One method to understand and evaluate an experiment that produces a large set of genes, such as a gene expression microarray analysis, is to identify overrepresentation or enrichment for biological pathways. Because pathways are able to functionally describe the set of genes, much effort has been made to collect curated biological pathways into publicly accessible databases. When combining disparate databases, highly related or redundant pathways exist, making their consolidation into pathway concepts essential. This will facilitate unbiased, comprehensive yet streamlined analysis of experiments that result in large gene sets.
After gene set enrichment finds representative pathways for large gene sets, pathways are consolidated into representative pathway concepts. Three complementary, but different methods of pathway consolidation are explored. Enrichment Consolidation combines the set of the pathways enriched for the signature gene list through iterative combining of enriched pathways with other pathways with similar signature gene sets; Weighted Consolidation utilizes a Protein-Protein Interaction network based gene-weighting approach that finds clusters of both enriched and non-enriched pathways limited to the experiments' resultant gene list; and finally the de novo Consolidation method uses several measurements of pathway similarity, that finds static pathway clusters independent of any given experiment.
We demonstrate that the three consolidation methods provide unified yet different functional insights of a resultant gene set derived from a genome-wide profiling experiment.
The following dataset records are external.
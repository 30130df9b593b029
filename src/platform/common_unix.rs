//! Unix atomic write with 0600 mode and parent directory fsync.

use anyhow::{Context, Result};
use std::fs::{self, File, OpenOptions};
use std::io::{self, Write};
use std::os::unix::fs::OpenOptionsExt;
use std::path::Path;

use super::temp::tmp_config_sibling_name;

/// Atomically write `contents` to `path` with 0600 permissions.
///
/// Steps:
/// - Ensure parent directory exists
/// - Create a hidden temp sibling (0600, O_EXCL), write, fsync
/// - Rename over `path`, then fsync the parent directory
/// - On failure, remove the temp file best-effort and return the error
pub(super) fn atomic_write_0600(path: &Path, contents: &[u8]) -> Result<()> {
    let parent = path
        .parent()
        .ok_or_else(|| io::Error::new(io::ErrorKind::InvalidInput, "config path has no parent"))?;
    fs::create_dir_all(parent).with_context(|| format!("create parent '{}'", parent.display()))?;

    let tmp = tmp_config_sibling_name(path);
    let write_tmp = || -> Result<()> {
        let mut f = OpenOptions::new()
            .write(true)
            .create_new(true)
            .mode(0o600)
            .open(&tmp)
            .with_context(|| format!("create temp '{}'", tmp.display()))?;
        f.write_all(contents).context("write temp")?;
        f.sync_all().context("fsync temp")?;
        Ok(())
    };
    if let Err(e) = write_tmp() {
        let _ = fs::remove_file(&tmp);
        return Err(e);
    }

    if let Err(e) = fs::rename(&tmp, path) {
        let _ = fs::remove_file(&tmp);
        return Err(e)
            .with_context(|| format!("rename '{}' -> '{}'", tmp.display(), path.display()));
    }

    let dir_file =
        File::open(parent).with_context(|| format!("open dir '{}'", parent.display()))?;
    dir_file.sync_all().context("fsync parent dir")?;
    Ok(())
}
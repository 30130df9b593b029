//! Core configuration types.
//! - Config holds runtime settings with sensible defaults.
//! - LogLevel represents verbosity with simple parsing helpers.

use std::fmt;
use std::path::PathBuf;
use std::str::FromStr;

use super::{DEFAULT_NAME, DIRECTORY_DEFAULT};
use crate::fs_ops::{DEFAULT_MAX_ATTEMPTS, DEFAULT_MAX_NAME_LEN};
use crate::naming::DotfilePolicy;

/// Program-defined verbosity levels exposed to users/config.
#[derive(Debug, Clone, Copy, PartialEq, Eq, Default)]
pub enum LogLevel {
    /// Only errors
    Quiet,
    /// Informational output (default)
    #[default]
    Normal,
    /// More info (like verbose)
    Info,
    /// Debug/trace
    Debug,
}

impl LogLevel {
    /// Parse common string names into our LogLevel (case-insensitive).
    pub fn parse(s: &str) -> Option<Self> {
        match s.to_ascii_lowercase().as_str() {
            "quiet" | "error" | "none" => Some(LogLevel::Quiet),
            "normal" => Some(LogLevel::Normal),
            "info" | "verbose" | "detailed" => Some(LogLevel::Info),
            "debug" | "trace" => Some(LogLevel::Debug),
            _ => None,
        }
    }
}

impl fmt::Display for LogLevel {
    fn fmt(&self, f: &mut fmt::Formatter<'_>) -> fmt::Result {
        let s = match self {
            LogLevel::Quiet => "quiet",
            LogLevel::Normal => "normal",
            LogLevel::Info => "info",
            LogLevel::Debug => "debug",
        };
        f.write_str(s)
    }
}

impl FromStr for LogLevel {
    type Err = String;
    fn from_str(s: &str) -> Result<Self, Self::Err> {
        Self::parse(s).ok_or_else(|| format!("invalid log level: '{s}'"))
    }
}

/// Runtime configuration.
#[derive(Debug, Clone)]
pub struct Config {
    /// Directory new files are created in
    pub directory: PathBuf,
    /// Desired name when none is given on the command line
    pub default_name: String,
    /// Numbered variants tried before giving up
    pub max_attempts: u32,
    /// Longest allowed name, in bytes
    pub max_name_len: usize,
    /// Whether a leading '.' separates an extension
    pub dotfile_policy: DotfilePolicy,
    /// Console verbosity
    pub log_level: LogLevel,
    /// Optional path to a log file
    pub log_file: Option<PathBuf>,
    /// If true, report the name that would be created but create nothing
    pub dry_run: bool,
}

impl Default for Config {
    fn default() -> Self {
        Self {
            directory: PathBuf::from(DIRECTORY_DEFAULT),
            default_name: DEFAULT_NAME.to_owned(),
            max_attempts: DEFAULT_MAX_ATTEMPTS,
            max_name_len: DEFAULT_MAX_NAME_LEN,
            dotfile_policy: DotfilePolicy::default(),
            log_level: LogLevel::Normal,
            log_file: None,
            dry_run: false,
        }
    }
}

impl Config {
    /// Construct a Config targeting `directory`; other fields use defaults.
    pub fn new(directory: impl Into<PathBuf>) -> Self {
        Self {
            directory: directory.into(),
            ..Default::default()
        }
    }
}
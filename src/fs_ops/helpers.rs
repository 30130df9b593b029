//! I/O error helpers.
//!
//! Adapters that enrich io::Error with the operation, the path and an actionable hint,
//! usable with map_err in both io::Result and anyhow::Result code paths:
//!
//!   fs::read_dir(dir).map_err(io_error_with_help("read dir", dir))?;
//!   create_new_file(p).map_err(io_error_with_help_io("create", p))?;

use anyhow::anyhow;
use std::io;
use std::path::Path;

/// Hint keyed by raw OS error code.
#[cfg(unix)]
fn os_hint(code: i32) -> Option<&'static str> {
    let hint = match code {
        libc::EACCES | libc::EPERM => "permission denied; check ownership and write permissions",
        libc::ENOENT => "path not found; verify the directory exists",
        libc::ENOTDIR => "a path component is not a directory",
        libc::EISDIR => "a directory with that name already exists",
        libc::EEXIST => "already exists; another process may have created it first",
        libc::ENOSPC => "insufficient space on device",
        libc::EDQUOT => "disk quota exceeded",
        libc::EROFS => "read-only filesystem; cannot create files here",
        libc::ELOOP => "too many symbolic link levels; possible symlink cycle",
        libc::ENAMETOOLONG => "filename or path too long; use a shorter name",
        libc::EMFILE => "process file descriptor limit reached",
        libc::ENFILE => "system-wide file table overflow",
        _ => return None,
    };
    Some(hint)
}

#[cfg(windows)]
fn os_hint(code: i32) -> Option<&'static str> {
    let hint = match code {
        5 => "access denied; check permissions",                // ERROR_ACCESS_DENIED
        2 | 3 => "path not found; verify the directory exists", // FILE/PATH NOT FOUND
        80 | 183 => "already exists; another process may have created it first", // FILE_EXISTS / ALREADY_EXISTS
        112 => "insufficient disk space",                       // ERROR_DISK_FULL
        19 => "write protected / read-only media",              // ERROR_WRITE_PROTECT
        206 => "filename or path too long",                     // ERROR_FILENAME_EXCED_RANGE
        123 => "the name contains characters Windows does not allow", // ERROR_INVALID_NAME
        _ => return None,
    };
    Some(hint)
}

#[cfg(not(any(unix, windows)))]
fn os_hint(_code: i32) -> Option<&'static str> {
    None
}

fn kind_hint(kind: io::ErrorKind) -> Option<&'static str> {
    match kind {
        io::ErrorKind::PermissionDenied => Some("permission denied; check ownership and write permissions"),
        io::ErrorKind::NotFound => Some("path not found; verify the directory exists"),
        io::ErrorKind::AlreadyExists => Some("already exists; another process may have created it first"),
        io::ErrorKind::InvalidInput => Some("the name was rejected by the filesystem"),
        _ => None,
    }
}

/// "<op> '<path>': <error> (<hint>) [os code: N]"
fn build_message(op: &str, path: &Path, e: &io::Error) -> String {
    let mut msg = format!("{} '{}': {}", op, path.display(), e);
    let hint = match e.raw_os_error() {
        Some(code) => os_hint(code),
        None => kind_hint(e.kind()),
    };
    if let Some(h) = hint {
        msg.push_str(" (");
        msg.push_str(h);
        msg.push(')');
    }
    if let Some(code) = e.raw_os_error() {
        msg.push_str(&format!(" [os code: {code}]"));
    }
    msg
}

/// Adapter for anyhow::Result code: io::Error -> anyhow::Error.
pub fn io_error_with_help<'a>(
    op: &'a str,
    path: &'a Path,
) -> impl FnOnce(io::Error) -> anyhow::Error + 'a {
    move |e: io::Error| anyhow!(build_message(op, path, &e))
}

/// Adapter for io::Result code: keeps the original ErrorKind, enriches the message.
pub fn io_error_with_help_io<'a>(
    op: &'a str,
    path: &'a Path,
) -> impl FnOnce(io::Error) -> io::Error + 'a {
    move |e: io::Error| io::Error::new(e.kind(), build_message(op, path, &e))
}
Results from the methods are presented, demonstrating their applications in biological studies and comparing with a pathway web-based framework that also combines several pathway databases. Additionally a web-based consolidation framework that encompasses all three methods discussed in this paper, Pathway Distiller (http://cbbiweb.uthscsa.edu/PathwayDistiller), is established to allow researchers access to the methods and example microarray data described in this manuscript, and the ability to analyze their own gene list by using our unique consolidation methods.
By combining several pathway systems, implementing different, but complementary pathway consolidation methods, and providing a user-friendly web-accessible tool, we have enabled users the ability to extract functional explanations of their genome wide experiments.